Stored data
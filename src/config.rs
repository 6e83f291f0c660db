//! TOML-based configuration for the detector, the simulated source and the
//! alert log. Command-line flags are applied on top in `main`.

use crate::source::Pacing;
use anyhow::{bail, Result};
use serde::{Deserialize, Serialize};
use std::path::{Path, PathBuf};
use std::time::Duration;

const DEFAULT_DEAUTH_CHANCE: f64 = 0.2;
const DEFAULT_THRESHOLD: usize = 5;
const DEFAULT_WINDOW_SECS: u64 = 10;
const DEFAULT_RATE_SECS: f64 = 0.5;
const DEFAULT_LOG_PATH: &str = "deauth_alerts.log";

#[derive(Debug, Clone, Default, Serialize, Deserialize)]
pub struct Config {
    #[serde(default)]
    pub general: GeneralConfig,
    #[serde(default)]
    pub detector: DetectorConfig,
    #[serde(default)]
    pub simulator: SimulatorConfig,
    #[serde(default)]
    pub alerts: AlertConfig,
}

#[derive(Debug, Clone, Copy, Serialize, Deserialize, Default, PartialEq, Eq)]
#[serde(rename_all = "lowercase")]
pub enum LogFormat {
    #[default]
    Text,
    Json,
}

#[derive(Debug, Clone, Serialize, Deserialize)]
pub struct GeneralConfig {
    #[serde(default = "default_log_level")]
    pub log_level: String,
    /// Format of diagnostic output on stderr
    #[serde(default)]
    pub log_format: LogFormat,
    /// Colorize console output
    #[serde(default = "default_true")]
    pub color: bool,
    /// Print a console line for every frame
    #[serde(default = "default_true")]
    pub show_frames: bool,
}

/// Threshold/window rule of the detector.
#[derive(Debug, Clone, Serialize, Deserialize)]
pub struct DetectorConfig {
    /// Deauth frames within the window needed to raise an alert
    #[serde(default = "default_threshold")]
    pub threshold: usize,
    /// Sliding window duration in seconds
    #[serde(default = "default_window_secs")]
    pub window_secs: u64,
}

#[derive(Debug, Clone, Serialize, Deserialize)]
pub struct SimulatorConfig {
    /// Probability (0..1) that a generated frame is a deauth frame
    #[serde(default = "default_deauth_chance")]
    pub deauth_chance: f64,
    /// Seconds between generated frames
    #[serde(default = "default_rate_secs")]
    pub rate_secs: f64,
    /// Fixed RNG seed for reproducible runs
    #[serde(default)]
    pub seed: Option<u64>,
    /// Stop after this many frames (0 = run until interrupted)
    #[serde(default)]
    pub max_frames: u64,
}

#[derive(Debug, Clone, Serialize, Deserialize)]
pub struct AlertConfig {
    /// Append-only alert log
    #[serde(default = "default_log_path")]
    pub log_path: PathBuf,
}

fn default_true() -> bool { true }
fn default_log_level() -> String { "info".to_string() }
fn default_threshold() -> usize { DEFAULT_THRESHOLD }
fn default_window_secs() -> u64 { DEFAULT_WINDOW_SECS }
fn default_deauth_chance() -> f64 { DEFAULT_DEAUTH_CHANCE }
fn default_rate_secs() -> f64 { DEFAULT_RATE_SECS }
fn default_log_path() -> PathBuf { PathBuf::from(DEFAULT_LOG_PATH) }

impl Default for GeneralConfig {
    fn default() -> Self {
        Self {
            log_level: default_log_level(),
            log_format: LogFormat::Text,
            color: true,
            show_frames: true,
        }
    }
}

impl Default for DetectorConfig {
    fn default() -> Self {
        Self {
            threshold: DEFAULT_THRESHOLD,
            window_secs: DEFAULT_WINDOW_SECS,
        }
    }
}

impl Default for SimulatorConfig {
    fn default() -> Self {
        Self {
            deauth_chance: DEFAULT_DEAUTH_CHANCE,
            rate_secs: DEFAULT_RATE_SECS,
            seed: None,
            max_frames: 0,
        }
    }
}

impl Default for AlertConfig {
    fn default() -> Self {
        Self {
            log_path: default_log_path(),
        }
    }
}

impl SimulatorConfig {
    /// Inter-frame delay and frame limit for the producer.
    ///
    /// Only meaningful after [`Config::validate`] accepted `rate_secs`.
    pub fn pacing(&self) -> Pacing {
        let interval = Duration::try_from_secs_f64(self.rate_secs).unwrap_or(Duration::ZERO);
        Pacing::new(interval, self.max_frames)
    }
}

impl Config {
    pub fn load(path: &Path) -> Result<Self> {
        let content = std::fs::read_to_string(path)?;
        Ok(toml::from_str(&content)?)
    }

    pub fn load_or_default(path: &Path) -> Self {
        Self::load(path).unwrap_or_default()
    }

    /// Reject values the detection loop cannot work with.
    pub fn validate(&self) -> Result<()> {
        if self.detector.threshold == 0 {
            bail!("threshold must be at least 1");
        }
        if self.detector.window_secs == 0 {
            bail!("window must be a positive number of seconds");
        }
        let chance = self.simulator.deauth_chance;
        if !(0.0..=1.0).contains(&chance) {
            bail!("deauth chance must be between 0 and 1, got {}", chance);
        }
        let rate = self.simulator.rate_secs;
        if !rate.is_finite() || rate < 0.0 {
            bail!("rate must be a non-negative number of seconds, got {}", rate);
        }
        if Duration::try_from_secs_f64(rate).is_err() {
            bail!("rate of {} seconds is too large for a frame delay", rate);
        }
        if self.alerts.log_path.as_os_str().is_empty() {
            bail!("log path must not be empty");
        }
        Ok(())
    }
}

# EXERCISE PROMPT
Each line from the beginning of the entries to the line with "const DEFAULT_WINDOW_SECS: u64 = 10;" must be repeated exactly, with both end lines kept and no other lines given.

# REPLY
filename src/config.rs
repository 6e83f291f0c660db
//! TOML-based configuration for the detector, the simulated source and the
//! alert log. Command-line flags are applied on top in `main`.

use crate::source::Pacing;
use anyhow::{bail, Result};
use serde::{Deserialize, Serialize};
use std::path::{Path, PathBuf};
use std::time::Duration;

const DEFAULT_DEAUTH_CHANCE: f64 = 0.2;
const DEFAULT_THRESHOLD: usize = 5;
const DEFAULT_WINDOW_SECS: u64 = 10;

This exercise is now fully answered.